Friday, May 26th, 2006

In such a slow town as Fort Nelson, we’re always waiting eagerly for a chance to bring our nurse friends a really gory trauma case. Kind of like cats bringing home small animals for their owners. They always say they’d rather we wouldn’t, but we know they really like it.

How we know the hospital loves medics

Sunday, May 21st, 2006

First they gave me a month’s notice to move out of my room in the basement without giving a reason. Now they’re talking about banning smoking outside the station. But what really astonishes me is that they’ve been able to put up for so long with our most glaring vice of all, and are only now talking about a city bylaw banning hacky-sack in the parking lot.

Say what?

Wednesday, May 3rd, 2006

Here are a couple of misheard phrases that make me think that perhaps I’ve been flying a few too many times in that noisy plane of ours. Or maybe just spent too many hours in close company with a jackhammer a couple of summers ago.

Scene 1:
Nurse: What &$ate did you have her on?
Ditch: Sorry, what weight?
Nurse: Yeah, what &$ate of oxygen?
Ditch: [To self] What’s a weight of oxygen?
Nurse: [Frustrated] Like was it 4 liters?
Ditch: Oh! Rate! Yeah. 4 liters. Seems to help her nausea. Yeah. Um.

Scene 2:
Ditch: Do you have any warmed blankets I can give this patient?
Nurse: [Points down hall] Yeah, they’re in the re*4~@s room.
Ditch [Walking with purpose straight past resusc. room]: What the hell is a recess room? In an emergency ward?

Good times

Saturday, April 29th, 2006

The last couple of days, that is. Starting with yesterday morning, when we got to do three medication protocols in five hours. Today we had another very interesting medical call, (can’t tell you or I’d have to kill you), the mill caught on fire for the third time in two days, sending up a plume you could see from town all afternoon, and a couple of cars smashed harmlessly into eachother in the lowering sun. In sum, two or three lives saved, relations with the fire department greatly improved, and lime vests miraculously spared from excessive smearage.

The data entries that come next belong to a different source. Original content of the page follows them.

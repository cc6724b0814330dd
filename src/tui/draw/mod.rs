//! TUI rendering: header, the active view, and the bottom bar.

mod chat;
mod header;
mod picker;
mod quiz;
mod todo;

use ratatui::Frame;
use ratatui::layout::{Alignment, Constraint, Direction, Layout, Rect};
use ratatui::style::{Color, Style};
use ratatui::text::{Line, Span};
use ratatui::widgets::Paragraph;
use std::sync::OnceLock;
use std::time::Instant;

use super::app::{App, View};
use super::constants::{LOGO_IDLE, LOGO_THINKING};
use super::shortcuts::labels;

/// Start time for the spinner animation phase.
static SPINNER_START: OnceLock<Instant> = OnceLock::new();

/// Current spinner frame, or the idle logo when `busy` is false.
pub(super) fn spinner(busy: bool) -> &'static str {
    if !busy {
        return LOGO_IDLE;
    }
    let start = SPINNER_START.get_or_init(Instant::now);
    let phase = start.elapsed().as_millis() as usize;
    LOGO_THINKING[(phase / 80) % LOGO_THINKING.len()]
}

/// Wrap `text` to `width` columns, keeping blank lines.
pub(super) fn wrap(text: &str, width: usize) -> Vec<String> {
    textwrap::wrap(text, width.max(1))
        .into_iter()
        .map(|cow| cow.into_owned())
        .collect()
}

pub(super) fn draw(f: &mut Frame, app: &mut App, area: Rect) {
    let chunks = Layout::default()
        .direction(Direction::Vertical)
        .constraints([
            Constraint::Length(2),
            Constraint::Min(3),
            Constraint::Length(1),
        ])
        .split(area);
    header::draw_header(f, app, chunks[0]);
    match app.view {
        View::Chat => chat::draw_chat(f, app, chunks[1]),
        View::Todo => todo::draw_todo(f, app, chunks[1]),
        View::Quiz => quiz::draw_quiz(f, app, chunks[1]),
    }
    draw_bottom_bar(f, app, chunks[2]);
}

fn draw_bottom_bar(f: &mut Frame, app: &App, area: Rect) {
    let hints = labels::bottom_bar(
        app.view,
        &app.quiz_view,
        &app.todo_view,
        app.todo_input.is_some(),
    );
    let line = Line::from(Span::styled(hints, Style::default().fg(Color::DarkGray)));
    f.render_widget(Paragraph::new(line).alignment(Alignment::Right), area);
}
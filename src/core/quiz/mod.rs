//! Multiple-choice quizzes: question records, transcript parsing, and the ask/grade flow.

mod parse;
mod session;


use std::collections::BTreeMap;
use std::fmt;
use std::str::FromStr;

pub use parse::parse_quiz;
pub use session::{Feedback, QUIZ_FEEDBACK_DELAY, QuizSession, QuizState, SubmitOutcome};

/// Answer letter of a multiple-choice option.
#[derive(Debug, Clone, Copy, PartialEq, Eq, PartialOrd, Ord, Hash)]
pub enum Letter {
    A,
    B,
    C,
    D,
}

impl Letter {
    pub const ALL: [Letter; 4] = [Letter::A, Letter::B, Letter::C, Letter::D];

    pub fn from_char(c: char) -> Option<Self> {
        match c.to_ascii_uppercase() {
            'A' => Some(Letter::A),
            'B' => Some(Letter::B),
            'C' => Some(Letter::C),
            'D' => Some(Letter::D),
            _ => None,
        }
    }

    pub fn as_char(self) -> char {
        match self {
            Letter::A => 'A',
            Letter::B => 'B',
            Letter::C => 'C',
            Letter::D => 'D',
        }
    }

    /// Next letter, wrapping from D to A.
    pub fn next(self) -> Self {
        match self {
            Letter::A => Letter::B,
            Letter::B => Letter::C,
            Letter::C => Letter::D,
            Letter::D => Letter::A,
        }
    }

    /// Previous letter, wrapping from A to D.
    pub fn prev(self) -> Self {
        match self {
            Letter::A => Letter::D,
            Letter::B => Letter::A,
            Letter::C => Letter::B,
            Letter::D => Letter::C,
        }
    }
}

impl fmt::Display for Letter {
    fn fmt(&self, f: &mut fmt::Formatter<'_>) -> fmt::Result {
        write!(f, "{}", self.as_char())
    }
}

impl FromStr for Letter {
    type Err = String;

    /// Accepts exactly one letter A–D, case-insensitive, surrounding whitespace ignored.
    fn from_str(s: &str) -> Result<Self, Self::Err> {
        let mut chars = s.trim().chars();
        match (chars.next(), chars.next()) {
            (Some(c), None) => Letter::from_char(c).ok_or_else(|| format!("not an answer letter: {}", s)),
            _ => Err(format!("not an answer letter: {}", s)),
        }
    }
}

/// One parsed multiple-choice question. Read-only once built.
#[derive(Debug, Clone, PartialEq, Eq)]
pub struct QuizQuestion {
    pub prompt: String,
    pub choices: BTreeMap<Letter, String>,
    pub answer: Letter,
}

impl QuizQuestion {
    /// Text of the correct choice, empty if the model gave no option for that letter.
    pub fn answer_text(&self) -> &str {
        self.choices
            .get(&self.answer)
            .map(String::as_str)
            .unwrap_or("")
    }
}
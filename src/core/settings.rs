//! Settings saved by `study-buddy config`: the OpenRouter API key and a preferred model.
//!
//! Stored as JSON in `<config_dir>/settings.json`. On Unix the file is readable by the
//! owner only, since it may hold the key.

use std::fs;
use std::io;
use std::path::{Path, PathBuf};

use serde::{Deserialize, Serialize};

use crate::core::paths;

const SETTINGS_FILE: &str = "settings.json";

#[derive(Debug, thiserror::Error)]
pub enum SettingsError {
    #[error("No config directory available")]
    NoConfigDir,
    #[error("Failed to write settings: {0}")]
    Io(#[from] io::Error),
    #[error("Failed to encode settings: {0}")]
    Encode(#[from] serde_json::Error),
}

#[derive(Debug, Default, Clone, PartialEq, Eq, Serialize, Deserialize)]
pub struct StoredSettings {
    #[serde(default, skip_serializing_if = "Option::is_none")]
    pub api_key: Option<String>,
    #[serde(default, skip_serializing_if = "Option::is_none")]
    pub model: Option<String>,
}

pub fn settings_path() -> Option<PathBuf> {
    paths::config_dir().map(|d| d.join(SETTINGS_FILE))
}

/// Trimmed value, or `None` when blank.
fn non_blank(value: Option<String>) -> Option<String> {
    value
        .map(|v| v.trim().to_string())
        .filter(|v| !v.is_empty())
}

impl StoredSettings {
    /// Settings from the config directory. Missing or unreadable files give defaults.
    pub fn load() -> Self {
        settings_path().map(|p| Self::read(&p)).unwrap_or_default()
    }

    pub(crate) fn read(path: &Path) -> Self {
        let json = match fs::read_to_string(path) {
            Ok(json) => json,
            Err(e) if e.kind() == io::ErrorKind::NotFound => return Self::default(),
            Err(e) => {
                log::warn!("Cannot read {}: {}", path.display(), e);
                return Self::default();
            }
        };
        let settings: Self = serde_json::from_str(&json).unwrap_or_else(|e| {
            log::warn!("Ignoring invalid settings in {}: {}", path.display(), e);
            Self::default()
        });
        Self {
            api_key: non_blank(settings.api_key),
            model: non_blank(settings.model),
        }
    }

    /// Write to the config directory and return the file path.
    pub fn save(&self) -> Result<PathBuf, SettingsError> {
        let path = settings_path().ok_or(SettingsError::NoConfigDir)?;
        self.write(&path)?;
        Ok(path)
    }

    pub(crate) fn write(&self, path: &Path) -> Result<(), SettingsError> {
        if let Some(dir) = path.parent() {
            fs::create_dir_all(dir)?;
        }
        let json = serde_json::to_string_pretty(self)?;
        fs::write(path, json + "\n")?;

        #[cfg(unix)]
        {
            use std::os::unix::fs::PermissionsExt;
            fs::set_permissions(path, fs::Permissions::from_mode(0o600))?;
        }
        Ok(())
    }

    pub fn set_api_key(&mut self, key: &str) {
        self.api_key = non_blank(Some(key.to_string()));
    }

    pub fn set_model(&mut self, model: &str) {
        self.model = non_blank(Some(model.to_string()));
    }
}

#[cfg(test)]
mod tests {
    use super::*;

    #[test]
    fn missing_file_gives_defaults() {
        let dir = tempfile::tempdir().unwrap();
        let settings = StoredSettings::read(&dir.path().join("settings.json"));
        assert_eq!(settings, StoredSettings::default());
    }

    #[test]
    fn write_then_read_keeps_key_and_model() {
        let dir = tempfile::tempdir().unwrap();
        let path = dir.path().join("nested").join("settings.json");
        let mut settings = StoredSettings::default();
        settings.set_api_key("  sk-or-test  \n");
        settings.set_model("openai/gpt-4o-mini");
        settings.write(&path).unwrap();

        let loaded = StoredSettings::read(&path);
        assert_eq!(loaded.api_key.as_deref(), Some("sk-or-test"));
        assert_eq!(loaded.model.as_deref(), Some("openai/gpt-4o-mini"));

        #[cfg(unix)]
        {
            use std::os::unix::fs::PermissionsExt;
            let mode = fs::metadata(&path).unwrap().permissions().mode();
            assert_eq!(mode & 0o777, 0o600);
        }
    }

    #[test]
    fn setting_the_model_keeps_the_key() {
        let dir = tempfile::tempdir().unwrap();
        let path = dir.path().join("settings.json");
        let mut settings = StoredSettings::default();
        settings.set_api_key("sk-1");
        settings.write(&path).unwrap();

        let mut settings = StoredSettings::read(&path);
        settings.set_model("meta/llama");
        settings.write(&path).unwrap();
        assert_eq!(StoredSettings::read(&path).api_key.as_deref(), Some("sk-1"));
    }

    #[test]
    fn invalid_or_blank_values_are_ignored() {
        let dir = tempfile::tempdir().unwrap();
        let path = dir.path().join("settings.json");
        fs::write(&path, "not json").unwrap();
        assert_eq!(StoredSettings::read(&path), StoredSettings::default());

        fs::write(&path, r#"{"api_key": "   ", "model": "x/y"}"#).unwrap();
        let settings = StoredSettings::read(&path);
        assert_eq!(settings.api_key, None);
        assert_eq!(settings.model.as_deref(), Some("x/y"));
    }
}
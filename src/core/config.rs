use std::env;

use async_openai::config::OpenAIConfig;

use crate::core::settings::StoredSettings;

pub const DEFAULT_BASE_URL: &str = "https://openrouter.ai/api/v1";
pub const DEFAULT_MODEL: &str = "deepseek/deepseek-r1:free";

#[derive(Debug, Clone)]
pub struct Config {
    pub openai_config: OpenAIConfig,
    pub model_id: String,
    /// Show message times in the transcript (STUDY_BUDDY_SHOW_TIMESTAMPS).
    pub show_timestamps: bool,
}

#[derive(Debug, thiserror::Error)]
pub enum ConfigError {
    #[error(
        "OPENROUTER_API_KEY is not set (export it, add it to .env, or run `study-buddy config set-api-key`)"
    )]
    MissingApiKey,
}

/// Load configuration from the environment, falling back to the stored settings.
pub fn load() -> Result<Config, ConfigError> {
    load_from(|name| env::var(name).ok(), StoredSettings::load())
}

/// Resolve configuration from a variable lookup. Environment values win over `stored`.
pub(crate) fn load_from<F>(lookup: F, stored: StoredSettings) -> Result<Config, ConfigError>
where
    F: Fn(&str) -> Option<String>,
{
    let non_empty = |name: &str| lookup(name).filter(|v| !v.trim().is_empty());

    let base_url = non_empty("OPENROUTER_BASE_URL").unwrap_or_else(|| DEFAULT_BASE_URL.to_string());

    let api_key = non_empty("OPENROUTER_API_KEY")
        .or(stored.api_key)
        .ok_or(ConfigError::MissingApiKey)?;

    let model_id = non_empty("OPENROUTER_MODEL")
        .or(stored.model)
        .unwrap_or_else(|| DEFAULT_MODEL.to_string());

    let show_timestamps = non_empty("STUDY_BUDDY_SHOW_TIMESTAMPS")
        .is_some_and(|v| matches!(v.trim().to_lowercase().as_str(), "1" | "true" | "yes"));

    let openai_config = OpenAIConfig::new()
        .with_api_base(base_url)
        .with_api_key(api_key.trim());

    Ok(Config {
        openai_config,
        model_id,
        show_timestamps,
    })
}

#[cfg(test)]
mod tests {
    use super::*;
    use async_openai::config::Config as _;
    use std::collections::HashMap;

    fn lookup(vars: &[(&str, &str)]) -> impl Fn(&str) -> Option<String> {
        let map: HashMap<String, String> = vars
            .iter()
            .map(|(k, v)| (k.to_string(), v.to_string()))
            .collect();
        move |name| map.get(name).cloned()
    }

    #[test]
    fn defaults_when_only_key_is_set() {
        let config = load_from(
            lookup(&[("OPENROUTER_API_KEY", "sk-1")]),
            StoredSettings::default(),
        )
        .unwrap();
        assert_eq!(config.model_id, DEFAULT_MODEL);
        assert_eq!(config.openai_config.api_base(), DEFAULT_BASE_URL);
        assert!(!config.show_timestamps);
    }

    #[test]
    fn missing_key_is_an_error() {
        let err = load_from(lookup(&[]), StoredSettings::default()).unwrap_err();
        assert!(err.to_string().contains("OPENROUTER_API_KEY"));
    }

    #[test]
    fn blank_env_key_falls_back_to_stored_key() {
        let stored = StoredSettings {
            api_key: Some("sk-stored".to_string()),
            model: None,
        };
        let config = load_from(lookup(&[("OPENROUTER_API_KEY", "  ")]), stored);
        assert!(config.is_ok());
    }

    #[test]
    fn stored_model_applies_unless_env_overrides() {
        let stored = || StoredSettings {
            api_key: Some("sk-stored".to_string()),
            model: Some("meta/llama-3".to_string()),
        };
        let config = load_from(lookup(&[]), stored()).unwrap();
        assert_eq!(config.model_id, "meta/llama-3");

        let config =
            load_from(lookup(&[("OPENROUTER_MODEL", "openai/gpt-4o")]), stored()).unwrap();
        assert_eq!(config.model_id, "openai/gpt-4o");
    }

    #[test]
    fn overrides_are_honored() {
        let config = load_from(
            lookup(&[
                ("OPENROUTER_API_KEY", "sk-1"),
                ("OPENROUTER_MODEL", "openai/gpt-4o-mini"),
                ("OPENROUTER_BASE_URL", "http://localhost:8080/v1"),
                ("STUDY_BUDDY_SHOW_TIMESTAMPS", "true"),
            ]),
            StoredSettings::default(),
        )
        .unwrap();
        assert_eq!(config.model_id, "openai/gpt-4o-mini");
        assert_eq!(config.openai_config.api_base(), "http://localhost:8080/v1");
        assert!(config.show_timestamps);
    }
}
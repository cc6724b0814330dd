//! # Study Buddy - AI Study Assistant
//!
//! Entry point: a chat TUI for studying, with quizzes and to-do lists generated
//! for the subjects you talk about, plus one-shot CLI modes.
//!
//! ## Features
//! - Interactive terminal UI (chat, to-do lists, quizzes)
//! - Single prompt mode with `-p` or `--prompt`
//! - `quiz` and `todo` subcommands
//! - Configuration from environment, `.env`, or saved settings

mod cli;
mod core;
mod run;
mod tui;

use clap::{CommandFactory, Parser};
use dotenv::dotenv;

use cli::{Args, Commands, ConfigAction};

#[tokio::main]
async fn main() -> Result<(), Box<dyn std::error::Error>> {
    dotenv().ok();

    let args = Args::parse();
    run::init_logger(&args);
    log::info!("{} {} starting", core::app::NAME, core::app::VERSION);

    match &args.command {
        Some(Commands::Completions { shell }) => {
            let mut cmd = Args::command();
            cli::generate(*shell, &mut cmd, core::app::NAME, &mut std::io::stdout());
            return Ok(());
        }
        Some(Commands::Config { action }) => {
            let result = match action {
                Some(ConfigAction::SetApiKey { key }) => {
                    core::cli::run_config_set_api_key(key.clone())
                }
                Some(ConfigAction::SetModel { model }) => core::cli::run_config_set_model(model),
                None => {
                    core::cli::run_config(args.model.as_deref());
                    Ok(())
                }
            };
            if let Err(e) = result {
                eprintln!("Error: {}", e);
                std::process::exit(1);
            }
            return Ok(());
        }
        _ => {}
    }

    // Load application configuration (print user-friendly message; exit uses Display not Debug)
    let config = core::config::load().unwrap_or_else(|e| {
        eprintln!("Error: {}", e);
        std::process::exit(1);
    });
    let model = args.model.clone().unwrap_or_else(|| config.model_id.clone());

    let result = match (&args.command, &args.prompt) {
        (Some(Commands::Quiz { subject }), _) => run::run_quiz(subject, &config, &model).await,
        (Some(Commands::Todo { subject }), _) => run::run_todo(subject, &config, &model).await,
        (_, Some(prompt)) => run::run_single_prompt(prompt, &config, &model).await,
        _ => return run::launch_tui(config, model).await,
    };
    if let Err(e) = result {
        eprintln!("Error: {}", e);
        std::process::exit(1);
    }
    Ok(())
}
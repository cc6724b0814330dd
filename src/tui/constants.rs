//! TUI constants: colors, timing, and logo frames.

use ratatui::style::Color;

/// Accent green color (#98FB98).
pub(super) const ACCENT: Color = Color::Rgb(152, 251, 152);

/// Chat title blue (#60A5FA).
pub(super) const CHAT_COLOR: Color = Color::Rgb(96, 165, 250);

/// Quiz title pink (#F472B6).
pub(super) const QUIZ_COLOR: Color = Color::Rgb(244, 114, 182);

/// To-do title green (#34D399).
pub(super) const TODO_COLOR: Color = Color::Rgb(52, 211, 153);

/// Subject heading amber (#FBBF24).
pub(super) const SUBJECT_COLOR: Color = Color::Rgb(251, 191, 36);

/// Event poll timeout in milliseconds (main loop).
pub(crate) const EVENT_POLL_TIMEOUT_MS: u64 = 100;

/// Scroll amount for arrow keys.
pub(crate) const SCROLL_LINES_SMALL: usize = 3;

/// Scroll amount for PageUp/PageDown.
pub(crate) const SCROLL_LINES_PAGE: usize = 10;

/// Minimalist logo when idle (single character).
pub(super) const LOGO_IDLE: &str = "◆";

/// Spinner frames while requests are in flight (braille pattern, 4 frames).
pub(super) const LOGO_THINKING: &[&str] = &["⠋", "⠙", "⠹", "⠸"];
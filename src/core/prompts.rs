//! Prompt texts: system instruction, greeting, and the quiz/to-do request templates.
//!
//! Loaded from `config/prompts.json` (embedded at compile time, validated by build.rs).

use std::sync::OnceLock;

use serde::Deserialize;

/// Placeholder replaced by the subject in request templates.
const SUBJECT_PLACEHOLDER: &str = "{subject}";

#[derive(Debug, Deserialize)]
pub struct Prompts {
    /// System instruction sent with every request (plain-text replies only).
    pub system: String,
    /// First assistant message shown on an empty transcript.
    pub greeting: String,
    quiz: String,
    todo: String,
}

impl Prompts {
    /// Request asking for a 4-question multiple choice quiz on `subject`.
    pub fn quiz_request(&self, subject: &str) -> String {
        self.quiz.replace(SUBJECT_PLACEHOLDER, subject)
    }

    /// Request asking for a one-task-per-line study to-do list on `subject`.
    pub fn todo_request(&self, subject: &str) -> String {
        self.todo.replace(SUBJECT_PLACEHOLDER, subject)
    }
}

fn load_prompts() -> Prompts {
    let json = include_str!("../../config/prompts.json");
    serde_json::from_str(json).expect("prompts.json must be valid")
}

static PROMPTS: OnceLock<Prompts> = OnceLock::new();

/// Returns the prompt set, parsing the embedded config on first access.
pub fn prompts() -> &'static Prompts {
    PROMPTS.get_or_init(load_prompts)
}

#[cfg(test)]
mod tests {
    use super::prompts;

    #[test]
    fn system_prompt_asks_for_plain_text() {
        assert!(prompts().system.contains("plain text"));
        assert!(!prompts().greeting.is_empty());
    }

    #[test]
    fn templates_substitute_subject() {
        let quiz = prompts().quiz_request("Physics");
        assert!(quiz.contains("quiz about Physics"));
        assert!(quiz.contains("Question:"));
        assert!(!quiz.contains("{subject}"));

        let todo = prompts().todo_request("Chemistry");
        assert!(todo.contains("studying Chemistry"));
    }
}
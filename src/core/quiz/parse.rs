//! Parse a model quiz transcript of `Question:` blocks into question records.
//!
//! Expected block shape:
//!
//! ```text
//! Question: What is the SI unit of force?
//! A) Joule
//! B) Newton
//! C) Watt
//! D) Pascal
//! Answer: B
//! ```
//!
//! Blocks that do not fit are dropped; there is no repair strategy.

use std::collections::BTreeMap;

use super::{Letter, QuizQuestion};

const QUESTION_MARKER: &str = "Question:";
const ANSWER_PREFIX: &str = "answer:";
/// Prompt line plus four option lines.
const MIN_BLOCK_LINES: usize = 5;
const CHOICE_LINES: usize = 4;

/// Parse every well-formed block of `text`, in order. Text before the first marker is ignored.
pub fn parse_quiz(text: &str) -> Vec<QuizQuestion> {
    text.split(QUESTION_MARKER)
        .skip(1)
        .enumerate()
        .filter_map(|(i, block)| {
            let parsed = parse_block(block);
            if parsed.is_none() {
                log::debug!("Dropping malformed quiz block {}", i + 1);
            }
            parsed
        })
        .collect()
}

fn parse_block(block: &str) -> Option<QuizQuestion> {
    let lines: Vec<&str> = block.trim().lines().collect();
    if lines.len() < MIN_BLOCK_LINES {
        return None;
    }

    let prompt = lines[0].trim();
    if prompt.is_empty() {
        return None;
    }

    let choices: BTreeMap<Letter, String> = lines[1..=CHOICE_LINES]
        .iter()
        .filter_map(|line| parse_choice(line))
        .collect();
    if choices.is_empty() {
        return None;
    }

    let answer = lines[MIN_BLOCK_LINES..]
        .iter()
        .find_map(|line| answer_value(line))
        .and_then(parse_answer_letter)?;

    Some(QuizQuestion {
        prompt: prompt.to_string(),
        choices,
        answer,
    })
}

/// `"B) Newton"` -> `(B, "Newton")`. Keys may carry an opening parenthesis: `"(B) Newton"`.
fn parse_choice(line: &str) -> Option<(Letter, String)> {
    let (key, value) = line.split_once(')')?;
    let key = key.trim().trim_start_matches('(').trim();
    let letter = key.parse::<Letter>().ok()?;
    Some((letter, value.trim().to_string()))
}

/// Text after the colon of the first `Answer:` line (case-insensitive prefix).
fn answer_value(line: &str) -> Option<&str> {
    let line = line.trim_start();
    let head = line.get(..ANSWER_PREFIX.len())?;
    if !head.eq_ignore_ascii_case(ANSWER_PREFIX) {
        return None;
    }
    line.split_once(':').map(|(_, rest)| rest.trim())
}

/// Leading answer letter: `"B"`, `"b"`, `"(B)"`, `"B) Newton"`, `"B."` all give `B`; `"Newton"` gives nothing.
fn parse_answer_letter(value: &str) -> Option<Letter> {
    let mut chars = value.trim_start_matches('(').trim_start().chars();
    let letter = Letter::from_char(chars.next()?)?;
    match chars.next() {
        Some(c) if c.is_alphanumeric() => None,
        _ => Some(letter),
    }
}
//! To-do view: subject picker, loading, and the checklist.

use ratatui::Frame;
use ratatui::layout::{Constraint, Direction, Layout, Position, Rect};
use ratatui::style::{Color, Modifier, Style};
use ratatui::text::{Line, Span};
use ratatui::widgets::{Block, Borders, List, ListItem, ListState, Paragraph, Wrap};

use super::super::app::{App, TodoView, View};
use super::super::constants::{SUBJECT_COLOR, TODO_COLOR};
use super::picker::draw_subject_picker;

fn block(title: Span<'static>) -> Block<'static> {
    Block::default()
        .borders(Borders::ALL)
        .border_style(Style::default().fg(TODO_COLOR))
        .title(title)
}

fn heading(text: String) -> Span<'static> {
    Span::styled(text, Style::default().fg(TODO_COLOR).add_modifier(Modifier::BOLD))
}

fn draw_checklist(f: &mut Frame, app: &App, area: Rect, subject: &str) {
    let adding = app.todo_input.is_some();
    let chunks = Layout::default()
        .direction(Direction::Vertical)
        .constraints([
            Constraint::Min(1),
            Constraint::Length(if adding { 3 } else { 0 }),
        ])
        .split(area);

    let tasks = app.session.todo_list(subject);
    let subject_title = Span::styled(
        format!(" {} ", subject),
        Style::default().fg(SUBJECT_COLOR).add_modifier(Modifier::BOLD),
    );
    if tasks.is_empty() {
        let para = Paragraph::new(Line::from(Span::styled(
            "No tasks yet. Press a to add one.",
            Style::default().fg(Color::DarkGray),
        )))
        .block(block(subject_title));
        f.render_widget(para, chunks[0]);
    } else {
        let items: Vec<ListItem> = tasks
            .iter()
            .map(|task| {
                let (mark, style) = if task.done {
                    (
                        "[x]",
                        Style::default()
                            .fg(Color::DarkGray)
                            .add_modifier(Modifier::CROSSED_OUT),
                    )
                } else {
                    ("[ ]", Style::default())
                };
                ListItem::new(Line::from(vec![
                    Span::styled(format!("{} ", mark), Style::default().fg(TODO_COLOR)),
                    Span::styled(task.description.clone(), style),
                ]))
            })
            .collect();
        let list = List::new(items)
            .block(block(subject_title))
            .highlight_symbol("› ")
            .highlight_style(Style::default().add_modifier(Modifier::REVERSED));
        let mut state = ListState::default().with_selected(Some(app.todo_index));
        f.render_stateful_widget(list, chunks[0], &mut state);
    }

    if let Some(ref input) = app.todo_input {
        let input_block = block(heading(" New task ".to_string()));
        let inner = input_block.inner(chunks[1]);
        f.render_widget(Paragraph::new(input.clone()).block(input_block), chunks[1]);
        let cursor_x = inner.x + (input.chars().count() as u16).min(inner.width.saturating_sub(1));
        f.set_cursor_position(Position::new(cursor_x, inner.y));
    }
}

pub(super) fn draw_todo(f: &mut Frame, app: &App, area: Rect) {
    let title = View::Todo.title();
    match &app.todo_view {
        TodoView::Picker => {
            draw_subject_picker(f, app, area, &format!("{}: choose a subject", title), TODO_COLOR);
        }
        TodoView::Loading(subject) => {
            let line = Line::from(vec![
                Span::styled(
                    format!("{} ", super::spinner(true)),
                    Style::default().fg(TODO_COLOR),
                ),
                Span::raw("Generating a study plan for "),
                Span::styled(subject.clone(), Style::default().fg(SUBJECT_COLOR)),
                Span::raw("..."),
            ]);
            f.render_widget(
                Paragraph::new(line).block(block(heading(format!(" {} ", title)))),
                area,
            );
        }
        TodoView::Failed(message) => {
            let para = Paragraph::new(Line::from(Span::styled(
                message.clone(),
                Style::default().fg(Color::Red),
            )))
            .wrap(Wrap { trim: true })
            .block(block(heading(format!(" {} ", title))));
            f.render_widget(para, area);
        }
        TodoView::List(subject) => draw_checklist(f, app, area, subject),
    }
}
//! Single-turn chat completion: one system instruction, one user message, one reply.

mod error;
mod request;

use async_openai::Client;
use serde_json::Value;
use tokio_util::sync::CancellationToken;

use crate::core::config::Config;
use crate::core::prompts::prompts;

pub use error::{ChatError, map_api_error};

/// What a request is for. Decides the prompt sent and where the reply lands.
#[derive(Debug, Clone, PartialEq, Eq)]
pub enum RequestKind {
    /// A chat message, forwarded as typed.
    Chat(String),
    /// Quiz generation for a subject.
    Quiz(String),
    /// To-do list generation for a subject.
    Todo(String),
}

impl RequestKind {
    /// User message sent to the model.
    pub fn prompt(&self) -> String {
        match self {
            RequestKind::Chat(message) => message.clone(),
            RequestKind::Quiz(subject) => prompts().quiz_request(subject),
            RequestKind::Todo(subject) => prompts().todo_request(subject),
        }
    }
}

/// Send one chat-completion request and return the raw reply text.
///
/// Races the request against `cancel_token`; a cancelled request returns
/// `ChatError::Cancelled` and its response (if any) is discarded.
pub async fn complete(
    config: &Config,
    model: &str,
    kind: &RequestKind,
    cancel_token: Option<&CancellationToken>,
) -> Result<String, ChatError> {
    if cancel_token.is_some_and(|t| t.is_cancelled()) {
        return Err(ChatError::Cancelled);
    }

    let client = Client::with_config(config.openai_config.clone());
    let prompt = kind.prompt();
    log::debug!("Sending request ({:?}) to {}: {}", kind, model, prompt);

    let body = request::build_body(model, &prompts().system, &prompt);
    let chat_api = client.chat();
    let response_future = chat_api.create_byot::<_, Value>(body);

    let response = if let Some(token) = cancel_token {
        tokio::select! {
            biased;
            _ = token.cancelled() => {
                return Err(ChatError::Cancelled);
            }
            result = response_future => result,
        }
    } else {
        response_future.await
    };

    let response = response.map_err(|e| {
        log::warn!("Chat completion failed: {}", e);
        map_api_error(e)
    })?;
    log::debug!("Raw response: {}", response);

    if let Some(msg) = request::embedded_error(&response) {
        log::warn!("API returned an error body: {}", msg);
        return Err(ChatError::ApiMessage(msg));
    }

    request::extract_reply(&response)
        .filter(|text| !text.trim().is_empty())
        .ok_or(ChatError::EmptyResponse)
}
//! Application identity from Cargo.toml.
//!
//! Single source of truth for the app name, version, and vendor used across the codebase.

/// Application name (from Cargo.toml `package.name`).
pub const NAME: &str = env!("CARGO_PKG_NAME");

/// Application version (from Cargo.toml `package.version`).
pub const VERSION: &str = env!("CARGO_PKG_VERSION");

/// Vendor / organization, used as the qualifier in ProjectDirs.
pub const VENDOR: &str = "polymorphl";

Epilogue: Guess where the elementary kids are going for their next big industrial field trip? Hint: Good chance it’ll be way more fun than they’re expecting. Though shorter.

New vests

Saturday, April 29th, 2006

Since we got our new high-vis (read blinding autoluminescent lime yellow) vests, all set about with reflective tape, I’ve noticed three things:
1. I feel like I must know what I’m doing.
2. No one in the vests has been hit by cars.
3. Increased catcalling. Now approaching 0.025 per shift.

Shift change

Saturday, April 29th, 2006

This morning we went on a fire standby at one of the mills a couple of hours before shift change. At eight, dispatch called:
“858 Foxtrot, I’ll just page out the day crew to come out and relieve you.”
Us: “858 Foxtrot. Actually, Fox nights IS Fox days, so I guess you could say we’re here already.”
Dispatch: “Uh, stellar response time guys. Talk to you later.”

Something seems wrong…

Wednesday, April 12th, 2006

On the way back from an air transfer this afternoon, I fell asleep in the back of the plane. I dreamt that when we’d landed with the patient, we realized that although we’d remembered her coat and bag, we’d forgotten to bring along her lungs. Sorry, we said. We’ll courier them to you.